Progressive, regressive, and flat taxes are all different tax systems governments can deploy. Learn what each of these types of taxation means for you.


Whats the difference between progressive and regressive taxes

Different types of taxes

The taxes you pay on your income and purchases can take several forms, including progressive tax, regressive tax, and flat taxes. But what is a progressive tax? And how does it compare to a regressive or flat tax?

What is a progressive tax?

A progressive tax is when the tax rate you pay increases as your income rises.

In the U.S., the federal income tax is progressive. There are graduated tax brackets, with rates ranging from 10% to 37%.

For the 2022 tax year (tax returns filed in 2023), those tax brackets are:

Tax Rate Single Head of Household Married Filing Jointly Married Filing Separately
10% Up to $10,275 Up to $14,650 Up to $25,550 Up to $10,275
12% $10,276 - $41,775 $14,651 - $55,900 $25,551 - $83,550 $10,276 - $41,775
22% $41,776 - $89,075 $55,951 - $89,050 $83,551 - $178,150 $41,776 - $89,075
24% $89,076 - $170,050 $89,051 - $170,050 $178,151 - $340,100 $89,076 - $170,050
32% $170,051 - $215,950 $170,051 - $215,950 $340,101 - $431,900 $170,051 - $215,950
35% $215,951 - $539,900 $215,951 - $539,900 $431,901 - $647,850 $215,951 - $323,925
37% $539,901 and up $539,901 and up $647,851 and up $323,926 and up

In 2022, if you’re single and have $15,000 of taxable income, you’re in the 12% tax bracket, while if you’re single and have taxable income of $600,000, you’re in the 37% tax bracket.

But this doesn't mean that all your income is taxed at that rate, as there's a difference between a marginal tax rate and an effective tax rate. If you have $15,000 of taxable income, you have a 12% marginal tax rate, but your effective tax rate is lower.

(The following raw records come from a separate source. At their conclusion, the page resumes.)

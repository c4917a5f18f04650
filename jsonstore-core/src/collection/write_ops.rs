// jsonstore-core/src/collection/write_ops.rs
// add, replace, remove, change
//
// Every entry point runs its whole batch through Backend::write, so a
// returned error means nothing from the batch was kept.

use std::collections::HashMap;

use ahash::AHashSet;
use log::{debug, trace};
use rusqlite::types::Value as SqlValue;
use rusqlite::{params, params_from_iter, Connection, OptionalExtension};
use serde_json::Value;

use super::Collection;
use crate::document::{dirty_timestamp, Document, DocumentId, DocumentKey, Operation};
use crate::error::{JsonStoreError, Result};
use crate::options::{AddOptions, ChangeOptions, FindOptions, RemoveOptions, ReplaceOptions};
use crate::query::{QueryPart, QueryParts};
use crate::schema::{
    flatten_field, quote_identifier, DELETED_COLUMN, DIRTY_COLUMN, ID_COLUMN, JSON_COLUMN,
    OPERATION_COLUMN,
};
use crate::value::Scalar;

impl Collection {
    // ========== CRUD OPERATIONS ==========

    /// Insert documents and return their new ids, in input order.
    ///
    /// With `mark_dirty` the rows are recorded as local adds; otherwise as
    /// stored clean copies. On failure nothing is inserted and the error
    /// reports how many documents had gone in before the failing one.
    pub fn add(&self, documents: &[Value], options: &AddOptions) -> Result<Vec<DocumentId>> {
        self.ensure_open()?;
        // unknown additional fields fail before touching the backend
        self.schema.additional_values(&options.additional_search_fields)?;

        let ids = self.backend.write(|conn| {
            let mut ids = Vec::with_capacity(documents.len());
            for (index, document) in documents.iter().enumerate() {
                match self.insert_row(
                    conn,
                    document,
                    &options.additional_search_fields,
                    options.mark_dirty,
                ) {
                    Ok(id) => ids.push(id),
                    Err(err) => {
                        return Err(JsonStoreError::AddFailed {
                            succeeded: index,
                            source: Box::new(err),
                        })
                    }
                }
            }
            Ok(ids)
        })?;
        debug!("Added {} documents to '{}'", ids.len(), self.name);
        Ok(ids)
    }

    /// Overwrite live documents by `_id`.
    ///
    /// Every document is attempted; if any fails, all changes are rolled
    /// back and [`JsonStoreError::ReplaceFailed`] lists the failures.
    pub fn replace(&self, documents: &[Document], options: &ReplaceOptions) -> Result<usize> {
        self.ensure_open()?;
        self.backend.write(|conn| {
            let mut replaced = 0;
            let mut failed = Vec::new();
            for document in documents {
                match self.update_row(conn, document.id, &document.json, options.mark_dirty) {
                    Ok(true) => replaced += 1,
                    Ok(false) => failed.push(document.clone()),
                    Err(err) => {
                        debug!("Replace of {} in '{}' failed: {}", document.id, self.name, err);
                        failed.push(document.clone());
                    }
                }
            }
            if !failed.is_empty() {
                return Err(JsonStoreError::ReplaceFailed { failed });
            }
            Ok(replaced)
        })
    }

    /// Remove documents by id.
    ///
    /// With `mark_dirty` (the default) rows become tombstones until
    /// [`mark_clean`](Collection::mark_clean); otherwise they are deleted.
    /// Stops at the first failure and rolls back.
    pub fn remove<K: DocumentKey>(&self, keys: &[K], options: &RemoveOptions) -> Result<usize> {
        self.ensure_open()?;
        let mut seen = AHashSet::with_capacity(keys.len());
        let ids: Vec<DocumentId> = keys
            .iter()
            .map(|key| key.document_id())
            .filter(|id| seen.insert(*id))
            .collect();

        self.backend.write(|conn| {
            let mut stmt = conn.prepare_cached(&format!(
                "SELECT {} FROM {} WHERE {} = ?1",
                quote_identifier(OPERATION_COLUMN),
                self.table(),
                quote_identifier(ID_COLUMN)
            ))?;
            let mut removed = 0;
            for id in &ids {
                let exists: Option<String> = stmt
                    .query_row(params![id], |row| row.get(0))
                    .optional()?;
                if exists.is_none() {
                    return Err(JsonStoreError::WriteFailure {
                        id: *id,
                        reason: "document not found".to_string(),
                    });
                }
                let result = if options.mark_dirty {
                    self.tombstone_row(conn, *id)
                } else {
                    self.delete_row(conn, *id)
                };
                let changed = result.map_err(|err| JsonStoreError::WriteFailure {
                    id: *id,
                    reason: err.to_string(),
                })?;
                if changed != 1 {
                    return Err(JsonStoreError::WriteFailure {
                        id: *id,
                        reason: format!("expected 1 row to change, got {}", changed),
                    });
                }
                removed += 1;
            }
            debug!("Removed {} documents from '{}'", removed, self.name);
            Ok(removed)
        })
    }

    /// Upsert.
    ///
    /// Each document is matched on its `replace_criteria` values. Matched
    /// rows are all replaced; a document matching nothing is inserted when
    /// `add_new` is set and skipped otherwise. Returns replaced plus inserted.
    pub fn change(&self, documents: &[Value], options: &ChangeOptions) -> Result<usize> {
        self.ensure_open()?;
        for field in &options.replace_criteria {
            if self.schema.find_search_field(field).is_none() {
                return Err(JsonStoreError::UnknownField {
                    collection: self.name.clone(),
                    field: field.clone(),
                });
            }
        }

        let compiler = self.compiler();
        let no_additional = HashMap::new();
        self.backend.write(|conn| {
            let mut changed = 0;
            for document in documents {
                ensure_object(document)?;
                let matches = match criteria_query(document, &options.replace_criteria) {
                    Some(query) => compiler
                        .compile_find(&query, &FindOptions::default())?
                        .execute(conn)?
                        .into_documents(),
                    None => Vec::new(),
                };

                if matches.is_empty() {
                    if options.add_new {
                        self.insert_row(conn, document, &no_additional, options.mark_dirty)?;
                        changed += 1;
                    }
                    continue;
                }

                for existing in matches {
                    if !self.update_row(conn, existing.id, document, options.mark_dirty)? {
                        return Err(JsonStoreError::WriteFailure {
                            id: existing.id,
                            reason: "matched document could not be updated".to_string(),
                        });
                    }
                    changed += 1;
                }
            }
            debug!("Changed {} documents in '{}'", changed, self.name);
            Ok(changed)
        })
    }

    // ========== ROW HELPERS ==========

    pub(super) fn insert_row(
        &self,
        conn: &Connection,
        document: &Value,
        additional: &HashMap<String, Scalar>,
        mark_dirty: bool,
    ) -> Result<DocumentId> {
        ensure_object(document)?;
        let (dirty, operation) = if mark_dirty {
            (dirty_timestamp(), Operation::Add)
        } else {
            (0, Operation::Store)
        };

        let mut columns = vec![
            quote_identifier(JSON_COLUMN),
            quote_identifier(DIRTY_COLUMN),
            quote_identifier(DELETED_COLUMN),
            quote_identifier(OPERATION_COLUMN),
        ];
        let mut values = vec![
            SqlValue::Text(document.to_string()),
            SqlValue::Integer(dirty),
            SqlValue::Integer(0),
            SqlValue::Text(operation.as_str().to_string()),
        ];
        for (column, value) in self.schema.flatten(document, additional)? {
            columns.push(quote_identifier(&column));
            values.push(SqlValue::Text(value));
        }

        let placeholders = vec!["?"; values.len()].join(", ");
        let sql = format!(
            "INSERT INTO {} ({}) VALUES ({})",
            self.table(),
            columns.join(", "),
            placeholders
        );
        trace!("insert: {}", sql);
        conn.prepare_cached(&sql)?
            .execute(params_from_iter(values.iter()))?;
        Ok(conn.last_insert_rowid())
    }

    /// Rewrite a live row's payload and search columns.
    ///
    /// Additional search fields keep their values. Returns `false` when no
    /// live row has this id.
    pub(super) fn update_row(
        &self,
        conn: &Connection,
        id: DocumentId,
        document: &Value,
        mark_dirty: bool,
    ) -> Result<bool> {
        ensure_object(document)?;
        let (dirty, operation) = if mark_dirty {
            (dirty_timestamp(), Operation::Update)
        } else {
            (0, Operation::None)
        };

        let mut assignments = vec![
            format!("{} = ?", quote_identifier(JSON_COLUMN)),
            format!("{} = ?", quote_identifier(DIRTY_COLUMN)),
            format!("{} = ?", quote_identifier(OPERATION_COLUMN)),
        ];
        let mut values = vec![
            SqlValue::Text(document.to_string()),
            SqlValue::Integer(dirty),
            SqlValue::Text(operation.as_str().to_string()),
        ];
        for field in &self.schema.search_fields {
            assignments.push(format!("{} = ?", quote_identifier(&field.column())));
            values.push(match flatten_field(&field.name, document) {
                Some((_, value)) => SqlValue::Text(value),
                None => SqlValue::Null,
            });
        }
        values.push(SqlValue::Integer(id));

        let sql = format!(
            "UPDATE {} SET {} WHERE {} = ? AND {} = 0",
            self.table(),
            assignments.join(", "),
            quote_identifier(ID_COLUMN),
            quote_identifier(DELETED_COLUMN)
        );
        let changed = conn
            .prepare_cached(&sql)?
            .execute(params_from_iter(values.iter()))?;
        Ok(changed == 1)
    }

    fn tombstone_row(&self, conn: &Connection, id: DocumentId) -> Result<usize> {
        let sql = format!(
            "UPDATE {} SET {} = 1, {} = ?1, {} = ?2 WHERE {} = ?3",
            self.table(),
            quote_identifier(DELETED_COLUMN),
            quote_identifier(DIRTY_COLUMN),
            quote_identifier(OPERATION_COLUMN),
            quote_identifier(ID_COLUMN)
        );
        let changed = conn.prepare_cached(&sql)?.execute(params![
            dirty_timestamp(),
            Operation::Delete.as_str(),
            id
        ])?;
        Ok(changed)
    }

    pub(super) fn delete_row(&self, conn: &Connection, id: DocumentId) -> Result<usize> {
        let sql = format!(
            "DELETE FROM {} WHERE {} = ?1",
            self.table(),
            quote_identifier(ID_COLUMN)
        );
        Ok(conn.prepare_cached(&sql)?.execute(params![id])?)
    }
}

fn ensure_object(document: &Value) -> Result<()> {
    if document.is_object() {
        Ok(())
    } else {
        Err(JsonStoreError::InvalidDocument(format!(
            "Documents must be JSON objects, got {}",
            document
        )))
    }
}

/// Equality query over the criteria fields, or `None` when the document
/// cannot match anything (no criteria, or a criterion value is missing).
fn criteria_query(document: &Value, criteria: &[String]) -> Option<QueryParts> {
    if criteria.is_empty() {
        return None;
    }
    let mut part = QueryPart::new();
    for field in criteria {
        let (_, value) = flatten_field(field, document)?;
        part = part.equal(field.as_str(), value);
    }
    Some(part.into())
}

#[cfg(test)]
mod tests {
    use super::*;
    use serde_json::json;

    #[test]
    fn test_criteria_query() {
        let doc = json!({"name": "carlos", "address": {"city": "Austin"}});
        assert!(criteria_query(&doc, &[]).is_none());
        assert!(criteria_query(&doc, &["age".to_string()]).is_none());

        let query = criteria_query(&doc, &["name".to_string(), "address.city".to_string()]).unwrap();
        let predicates = query.parts()[0].predicates();
        assert_eq!(predicates.len(), 2);
        assert_eq!(predicates[1].field(), "address.city");
    }

    #[test]
    fn test_ensure_object() {
        assert!(ensure_object(&json!({})).is_ok());
        assert!(matches!(
            ensure_object(&json!([1, 2])),
            Err(JsonStoreError::InvalidDocument(_))
        ));
    }
}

That's because when your income enters a higher tax bracket, only the income that falls into that higher bracket is taxed at the higher rate.

In 2022, you would calculate your tax bill as follows:

  • 10% on the first $10,275 of income = $1,027.50
  • 12% on the next $4,725 of income = $567

Your total tax bill comes to $1,594.50. While there are a few ways to calculate effective tax rate, the simplest way is to divide you total tax by your taxable income. TurboTax calculates effective tax rate in a more sophisticated way by adjusting for various recaptured taxes and tax credits.

  • Let’s say you have adjusted gross income of $15,000 and no non-refundable credits.
  • That would make your effective tax rate 10.63% (=$1,594.50/$15,000).

Progressive tax pros and cons

Progressive taxes are popular because they shift the burden of paying taxes to those who are likely most able to pay.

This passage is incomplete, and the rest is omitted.